Activity: Your answer should consist only of the line with "pub const DISPATCHED_TOTAL: &str" and the lines after it, reproduced exactly through the end of the entries below.

Saved entries
○ ○ ○

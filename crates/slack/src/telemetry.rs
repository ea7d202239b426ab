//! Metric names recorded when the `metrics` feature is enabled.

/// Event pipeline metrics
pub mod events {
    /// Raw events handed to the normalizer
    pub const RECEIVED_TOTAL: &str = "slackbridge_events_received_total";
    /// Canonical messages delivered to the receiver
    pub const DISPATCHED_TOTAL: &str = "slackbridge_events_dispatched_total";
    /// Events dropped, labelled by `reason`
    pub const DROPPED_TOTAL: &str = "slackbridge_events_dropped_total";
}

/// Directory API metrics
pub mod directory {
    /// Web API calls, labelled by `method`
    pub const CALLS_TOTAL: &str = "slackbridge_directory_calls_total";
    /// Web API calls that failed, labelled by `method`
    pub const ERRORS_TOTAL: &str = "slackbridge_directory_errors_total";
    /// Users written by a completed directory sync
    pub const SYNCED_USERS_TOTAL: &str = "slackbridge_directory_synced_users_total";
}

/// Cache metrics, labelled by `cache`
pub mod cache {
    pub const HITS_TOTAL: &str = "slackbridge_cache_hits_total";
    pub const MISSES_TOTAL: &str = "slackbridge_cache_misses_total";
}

○ ○ ○

Exercise solution:
    pub const DISPATCHED_TOTAL: &str = "slackbridge_events_dispatched_total";
    /// Events dropped, labelled by `reason`
    pub const DROPPED_TOTAL: &str = "slackbridge_events_dropped_total";
}

/// Directory API metrics
pub mod directory {
    /// Web API calls, labelled by `method`
    pub const CALLS_TOTAL: &str = "slackbridge_directory_calls_total";
    /// Web API calls that failed, labelled by `method`
    pub const ERRORS_TOTAL: &str = "slackbridge_directory_errors_total";
    /// Users written by a completed directory sync
    pub const SYNCED_USERS_TOTAL: &str = "slackbridge_directory_synced_users_total";
}

/// Cache metrics, labelled by `cache`
pub mod cache {
    pub const HITS_TOTAL: &str = "slackbridge_cache_hits_total";
    pub const MISSES_TOTAL: &str = "slackbridge_cache_misses_total";
}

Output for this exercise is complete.